Listing leaf files and directories for 380 paths:
/path/to/files/on/hdfs/mydb.db/mytable/partition_date==202001010000/sub_part=0, ...

Listing leaf files and directories for 7100 paths:
/path/to/files/on/hdfs/mydb.db/mytable/partition_date=201912301300/sub_part=0, ...

Notice:

  • the logged number of files (308, 7100) both do not seem to reflect what a manual check would suggest
  • the job (sometimes) fails during the recursive listing of leaf files
  • the error message:

    File does not exist: /path/to/files/on/hdfs/mydb.db/mytable/partition_date=201912301300/sub_part=0/file_name_unique_hash_timestamp.par

How can I force Spark to list only directories in the desired interval and not outside and potentially collide with the maximum data retention duration?

It looks like this is related:

Georg Heiler
  • 16,916
  • 36
  • 162
  • 292

2 Answers2

1

@meniluca is correct in the sense that there must be a mismatch with what HDFS has available and the Hive metastore reports as what should be available.

However, instead of utilizing views which look a bit spooky/not easy to understand (in the context of file paths being included in the read operation), I prefer:

spark.read.option("basePath", "/path/to/mydb.db/mytable").orc("/path/to/mydb.db/mytable/partition_date=202001[1-2]*/*", "/path/to/mydb.db/mytable/partition_date=202001[3-4]*/*")

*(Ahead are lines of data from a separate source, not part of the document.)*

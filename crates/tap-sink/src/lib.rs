//! tap-sink
//!
//! Event sink and pipeline entry points for the receive-path tap.
//!
//! The transport calls [`try_log_marker_exact`] or
//! [`try_log_marker_repeated`] once per inbound payload. Recognized
//! markers are formatted as one text line each and handed to a single
//! background writer; the caller never waits on disk I/O.
//!
//! Before exiting, the process calls [`flush_global`] so lines accepted by
//! the shared sink reach the file.

pub mod config;
pub mod error;
pub mod sink;
pub mod global;
pub mod pipeline;

pub use config::SinkConfig;
pub use error::SinkError;
pub use global::{flush_global, global};
pub use pipeline::{
    try_log_marker_exact,
    try_log_marker_exact_with,
    try_log_marker_repeated,
    try_log_marker_repeated_with,
    try_log_marker_with,
};
pub use sink::EventSink;
//! Decides whether an arbitrary transport payload is a marker.
//!
//! Two scanning policies:
//!
//! - [`ScanPolicy::Exact`]: only buffers whose length is exactly a marker
//!   width are considered. Anything else is ordinary payload.
//! - [`ScanPolicy::Repeated`]: for streams where markers may be duplicated
//!   or carried with trailing bytes. Probes the start tag window first,
//!   then the end tag window, regardless of total length.
//!
//! Neither policy allocates. A buffer too short for the window being probed
//! is simply not a marker.

use std::fmt;
use std::str::FromStr;

use tap_core::Event;

use crate::binary_codec::{decode_end_marker, decode_start_marker};
use crate::wire_types::{END_LAYOUT, END_MARKER_LEN, START_LAYOUT, START_MARKER_LEN};

/// Outcome of classifying one buffer.
#[derive(Debug, Clone, Copy, PartialEq, Eq)]
pub enum Classification {
    Recognized(Event),
    NotAMarker,
}

impl Classification {
    pub fn is_recognized(&self) -> bool {
        matches!(self, Classification::Recognized(_))
    }

    pub fn event(self) -> Option<Event> {
        match self {
            Classification::Recognized(event) => Some(event),
            Classification::NotAMarker => None,
        }
    }
}

impl From<Option<Event>> for Classification {
    fn from(event: Option<Event>) -> Self {
        match event {
            Some(event) => Classification::Recognized(event),
            None => Classification::NotAMarker,
        }
    }
}

/// How permissively a buffer is scanned for a marker.
#[derive(Debug, Copy, Clone, PartialEq, Eq, Default)]
pub enum ScanPolicy {
    Exact,
    #[default]
    Repeated,
}

impl fmt::Display for ScanPolicy {
    fn fmt(&self, f: &mut fmt::Formatter<'_>) -> fmt::Result {
        match self {
            ScanPolicy::Exact => write!(f, "exact"),
            ScanPolicy::Repeated => write!(f, "repeated"),
        }
    }
}

/// Error for an unrecognized policy name.
#[derive(Debug, Clone, PartialEq, Eq, thiserror::Error)]
#[error("unknown scan policy {0:?} (expected \"exact\" or \"repeated\")")]
pub struct UnknownPolicy(pub String);

impl FromStr for ScanPolicy {
    type Err = UnknownPolicy;

    fn from_str(s: &str) -> Result<Self, Self::Err> {
        match s.trim().to_ascii_lowercase().as_str() {
            "exact" => Ok(ScanPolicy::Exact),
            "repeated" => Ok(ScanPolicy::Repeated),
            _ => Err(UnknownPolicy(s.to_string())),
        }
    }
}

/// Classify `buf` under `policy`.
pub fn classify(policy: ScanPolicy, buf: &[u8]) -> Classification {
    match policy {
        ScanPolicy::Exact => classify_exact(buf),
        ScanPolicy::Repeated => classify_repeated(buf),
    }
}

/// Exact-size policy: a start marker must be exactly [`START_MARKER_LEN`]
/// bytes, an end marker exactly [`END_MARKER_LEN`].
pub fn classify_exact(buf: &[u8]) -> Classification {
    match buf.len() {
        START_MARKER_LEN => decode_start_marker(buf),
        END_MARKER_LEN => decode_end_marker(buf),
        _ => None,
    }
    .into()
}

/// Repeated policy: probe the start tag at bytes 4..6, then the end tag at
/// bytes 0..2. Trailing bytes past the marker are ignored.
///
/// A buffer whose start probe matches is decoded as a start marker only;
/// it is not retried as an end marker when that decode fails.
pub fn classify_repeated(buf: &[u8]) -> Classification {
    if START_LAYOUT.has_tag(buf) {
        decode_start_marker(buf).into()
    } else if END_LAYOUT.has_tag(buf) {
        decode_end_marker(buf).into()
    } else {
        Classification::NotAMarker
    }
}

this forces spark to list the right (desired paths)

Georg Heiler
  • 16,916
  • 36
  • 162
  • 292
0

Have you tried with this?

spark.sql("MSCK REPAIR TABLE table_name")

it saved my life so many times.

Edit.

After the discussion in the comments, please try creating a view. The problem cannot be solved unless you re-run "select * from ..." immediately after the partition is dropped.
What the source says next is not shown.